Рассматривая добродетели в
отдельности, собеседники устанавливают, что каждая из них есть именно она сама
и не какая-либо другая, как это видно на примере справедливости, благочестия.
Но хотя справедливость и не есть благочестие, нельзя, однако, сказать, что она
есть нечестивость; это значит, что добродетели в чем-то подобны друг другу, а
если они подобны, должно существовать то, в чем именно они подобны, т. е.
должно существовать не только их различие или подобие, но и их тождество.
Сократ спрашивает: «Вопрос, по-моему, состоял в следующем: мудрость,
рассудительность, мужество, справедливость, благочестие – пять ли это
обозначений одной и той же вещи, или, напротив, под каждым из этих обозначений
кроется некая особая сущность и вещь, имеющая свое особое свойство, так что они
не совпадают друг с другом? Ты сказал, что это не обозначения одного и того же,
но каждое из этих обозначений принадлежит особой вещи, однако они с все-таки
части добродетели – не так, как части золота, похожие друг на друга и на то
целое, которое они составляют, а как части лица: они не похожи ни на то целое,
которое составляют, ни друг на друга и имеют каждая свое особое свойство»[18].

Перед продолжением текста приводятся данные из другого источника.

//! Operator input loop
//!
//! Reads one URL per line, submits each to the coordinator and shuts it down when
//! the operator types `exit`, input ends, or a termination signal arrives. A second
//! signal during shutdown stops waiting for in-flight downloads.

use crate::coordinator::DownloadCoordinator;
use crate::error::Result;
use std::future::Future;
use tokio::io::{AsyncBufRead, AsyncBufReadExt};

/// Command that ends the input loop
pub const EXIT_COMMAND: &str = "exit";

/// Meaning of one input line
#[derive(Debug, Clone, PartialEq, Eq)]
pub enum InputLine {
    /// A URL to download
    Url(String),
    /// The exit command
    Exit,
    /// Blank line, ignored
    Blank,
}

impl InputLine {
    /// Classify a raw line (surrounding whitespace is ignored)
    pub fn parse(line: &str) -> Self {
        let line = line.trim();
        if line.is_empty() {
            InputLine::Blank
        } else if line == EXIT_COMMAND {
            InputLine::Exit
        } else {
            InputLine::Url(line.to_string())
        }
    }
}

/// Why the input loop stopped
#[derive(Debug, Clone, Copy, PartialEq, Eq)]
pub enum SessionEnd {
    /// Operator typed `exit`
    ExitCommand,
    /// Input stream reached EOF
    EndOfInput,
    /// Termination signal received
    Signal,
}

/// Outcome of an input session
#[derive(Debug, Clone, Copy, PartialEq, Eq)]
pub struct SessionSummary {
    /// URLs handed to the coordinator
    pub submitted: usize,
    /// Lines the coordinator refused
    pub rejected: usize,
    /// What ended the loop
    pub ended_by: SessionEnd,
}

/// Feed `input` to `coordinator` until exit, EOF or a stop request, then shut down
///
/// `stop` produces a future that resolves on a stop request; it is usually
/// [`wait_for_signal`](crate::wait_for_signal). It is called once for the input
/// loop and once more while shutdown drains: a second request abandons in-flight
/// downloads so the log can be closed.
///
/// Lines that are not valid UTF-8 are skipped and counted as rejected.
///
/// # Errors
///
/// Returns an error if reading input fails or if the coordinator fails to close
/// its log during shutdown. The coordinator is shut down in both cases.
pub async fn run_session<R, F, S>(
    mut input: R,
    coordinator: &DownloadCoordinator,
    mut stop: F,
) -> Result<SessionSummary>
where
    R: AsyncBufRead + Unpin,
    F: FnMut() -> S,
    S: Future<Output = ()>,
{
    let mut submitted = 0;
    let mut rejected = 0;
    let mut buf = Vec::new();

    let ended_by = {
        let first_stop = stop();
        tokio::pin!(first_stop);

        loop {
            buf.clear();
            let read = tokio::select! {
                read = input.read_until(b'\n', &mut buf) => read,
                _ = &mut first_stop => break Ok(SessionEnd::Signal),
            };

            match read {
                Ok(0) => break Ok(SessionEnd::EndOfInput),
                Ok(_) => {}
                Err(e) => break Err(e),
            }

            let line = match std::str::from_utf8(&buf) {
                Ok(line) => line,
                Err(e) => {
                    let lossy = String::from_utf8_lossy(&buf);
                    tracing::warn!(
                        line = %lossy.trim_end(),
                        error = %e,
                        "Skipping input line that is not valid UTF-8"
                    );
                    rejected += 1;
                    continue;
                }
            };

            match InputLine::parse(line) {
                InputLine::Blank => continue,
                InputLine::Exit => break Ok(SessionEnd::ExitCommand),
                InputLine::Url(url) => match coordinator.submit(&url) {
                    Ok(()) => submitted += 1,
                    Err(e) => {
                        tracing::warn!(url = %url, error = %e, "Download not submitted");
                        rejected += 1;
                    }
                },
            }
        }
    };

    let shutdown = coordinator.shutdown();
    tokio::pin!(shutdown);
    let second_stop = stop();
    tokio::pin!(second_stop);
    let shutdown_result = tokio::select! {
        result = &mut shutdown => result,
        _ = &mut second_stop => {
            coordinator.abandon_pending();
            shutdown.await
        }
    };

    let ended_by = ended_by?;
    shutdown_result?;

    tracing::info!(submitted, rejected, ended_by = ?ended_by, "Input session finished");
    Ok(SessionSummary {
        submitted,
        rejected,
        ended_by,
    })
}
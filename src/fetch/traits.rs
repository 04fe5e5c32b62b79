//! Trait for the fetch collaborator

use crate::error::FetchError;
use async_trait::async_trait;
use std::path::Path;

/// Transfers one URL to a local file
///
/// Implementations may shell out to an external tool or use a native client. On
/// success the file at `destination` holds the downloaded content; on failure the
/// caller records the download as failed and moves on.
///
/// # Examples
///
/// ```no_run
/// use url_dl::fetch::{CurlFetcher, Fetcher};
/// use std::path::Path;
///
/// # #[tokio::main]
/// # async fn main() -> Result<(), Box<dyn std::error::Error>> {
/// let fetcher = CurlFetcher::from_path().expect("curl not found");
/// fetcher
///     .fetch("https://example.com/logo.png", Path::new("image_1.png"))
///     .await?;
/// # Ok(())
/// # }
/// ```
#[async_trait]
pub trait Fetcher: Send + Sync {
    /// Download `url` into `destination`
    ///
    /// # Errors
    ///
    /// Returns a [`FetchError`] if the transfer could not be completed. No retries
    /// are attempted.
    async fn fetch(&self, url: &str, destination: &Path) -> Result<(), FetchError>;

    /// Human-readable name for logging
    fn name(&self) -> &'static str;
}
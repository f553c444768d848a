//! Validation error types

use std::fmt;

/// Validation error for domain models
#[derive(Debug, Clone, PartialEq, Eq)]
pub enum ValidationError {
    /// Field is empty when it shouldn't be
    Empty { field: &'static str },

    /// Field exceeds maximum length
    TooLong { field: &'static str, max: usize },

    /// Field is shorter than its minimum length
    TooShort { field: &'static str, min: usize },

    /// String doesn't match required format (e.g., email, HH:MM)
    InvalidFormat { field: &'static str, reason: &'static str },

    /// Invalid enum variant
    InvalidVariant { field: &'static str, value: String },

    /// Number outside its allowed range
    OutOfRange { field: &'static str, min: i64, max: i64 },

    /// Start/end pair that does not form a forward interval
    InvalidTimeRange { reason: &'static str },
}

impl fmt::Display for ValidationError {
    fn fmt(&self, f: &mut fmt::Formatter<'_>) -> fmt::Result {
        match self {
            Self::Empty { field } => write!(f, "{} cannot be empty", field),
            Self::TooLong { field, max } => {
                write!(f, "{} exceeds maximum length of {} characters", field, max)
            }
            Self::TooShort { field, min } => {
                write!(f, "{} must be at least {} characters", field, min)
            }
            Self::InvalidFormat { field, reason } => {
                write!(f, "{}: {}", field, reason)
            }
            Self::InvalidVariant { field, value } => {
                write!(f, "invalid {} value: '{}'", field, value)
            }
            Self::OutOfRange { field, min, max } => {
                write!(f, "{} must be between {} and {}", field, min, max)
            }
            Self::InvalidTimeRange { reason } => write!(f, "invalid time range: {}", reason),
        }
    }
}

impl std::error::Error for ValidationError {}

/// Trim `s` and check it is non-empty and at most `max` characters.
pub(crate) fn bounded_text(
    s: &str,
    field: &'static str,
    max: usize,
) -> Result<String, ValidationError> {
    let trimmed = s.trim();

    if trimmed.is_empty() {
        return Err(ValidationError::Empty { field });
    }

    if trimmed.chars().count() > max {
        return Err(ValidationError::TooLong { field, max });
    }

    Ok(trimmed.to_owned())
}
//! Signup and login endpoints

use std::sync::Arc;

use axum::{extract::State, routing::post, Json, Router};
use serde::{Deserialize, Serialize};

use crate::auth::{hash_password, verify_password};
use crate::db::repos::{DbError, UserRepo};
use crate::http::error::ApiError;
use crate::http::server::AppState;
use crate::models::{Email, Password, UserName};

/// Signup request
#[derive(Deserialize)]
pub struct SignupRequest {
    pub name: String,
    pub email: String,
    pub password: String,
}

/// Login request
#[derive(Deserialize)]
pub struct LoginRequest {
    pub email: String,
    pub password: String,
}

/// Token response
#[derive(Serialize, Deserialize)]
pub struct TokenResponse {
    #[serde(rename = "jwtToken")]
    pub jwt_token: String,
}

/// POST /api/auth/signup - create an account and log it in
async fn signup(
    State(state): State<Arc<AppState>>,
    Json(req): Json<SignupRequest>,
) -> Result<Json<TokenResponse>, ApiError> {
    let name = UserName::new(&req.name)?;
    let email = Email::new(&req.email)?;
    let password = Password::new(&req.password)?;

    // Argon2 is deliberately slow; keep it off the async workers
    let hash = tokio::task::spawn_blocking(move || hash_password(&password))
        .await
        .map_err(ApiError::internal)??;

    let user = UserRepo::new(&state.pool)
        .create(&name, &email, &hash)
        .await
        .map_err(|e| match e {
            DbError::Conflict { .. } => ApiError::bad_request("User already exists"),
            other => other.into(),
        })?;

    tracing::info!(user_id = user.id, "User signed up");
    Ok(Json(TokenResponse {
        jwt_token: state.tokens.issue(user.id),
    }))
}

/// POST /api/auth/login - exchange credentials for a token
async fn login(
    State(state): State<Arc<AppState>>,
    Json(req): Json<LoginRequest>,
) -> Result<Json<TokenResponse>, ApiError> {
    let email = Email::new(&req.email)?;

    let user = UserRepo::new(&state.pool)
        .find_by_email(&email)
        .await?
        .ok_or_else(|| ApiError::bad_request("User not found"))?;

    let stored = user.password;
    let plain = req.password;
    let valid = tokio::task::spawn_blocking(move || verify_password(&plain, &stored))
        .await
        .map_err(ApiError::internal)??;

    if !valid {
        tracing::info!(user_id = user.id, "Login rejected: incorrect password");
        return Err(ApiError::bad_request("Incorrect password"));
    }

    tracing::info!(user_id = user.id, "User logged in");
    Ok(Json(TokenResponse {
        jwt_token: state.tokens.issue(user.id),
    }))
}

/// Auth routes
pub fn router() -> Router<Arc<AppState>> {
    Router::new()
        .route("/api/auth/signup", post(signup))
        .route("/api/auth/login", post(login))
}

Для определения того, в чем именно
заключается тождество всех добродетелей, еще раз подчеркивается их глубочайшее
различие, которое состоит не только в том, что они друг другу противоречат, но
также и в том, что они друг другу противоположны. Очевидно, Платон хочет
сказать, что и все противоречия, и все противоположности в области добродетелей
должны совпадать в единой добродетели, которая была бы для них основанием. Это
различие добродетелей усугубляется бесконечным разнообразием хаотической стихии
жизни; и мы можем заключить из этого, что следует формулировать такое единство,
которое охватывало бы собой всю бесконечность неустойчивых, противоречивых и
относительных ее проявлений. Можно сказать, что собеседниками устанавливается
принцип смысловой структуры добродетели. Этот принцип, есть, прежде всего,
некоторого рода сущность; для установления ее Платон вкладывает в уста
собеседников подробное толкование одной песни Симонида.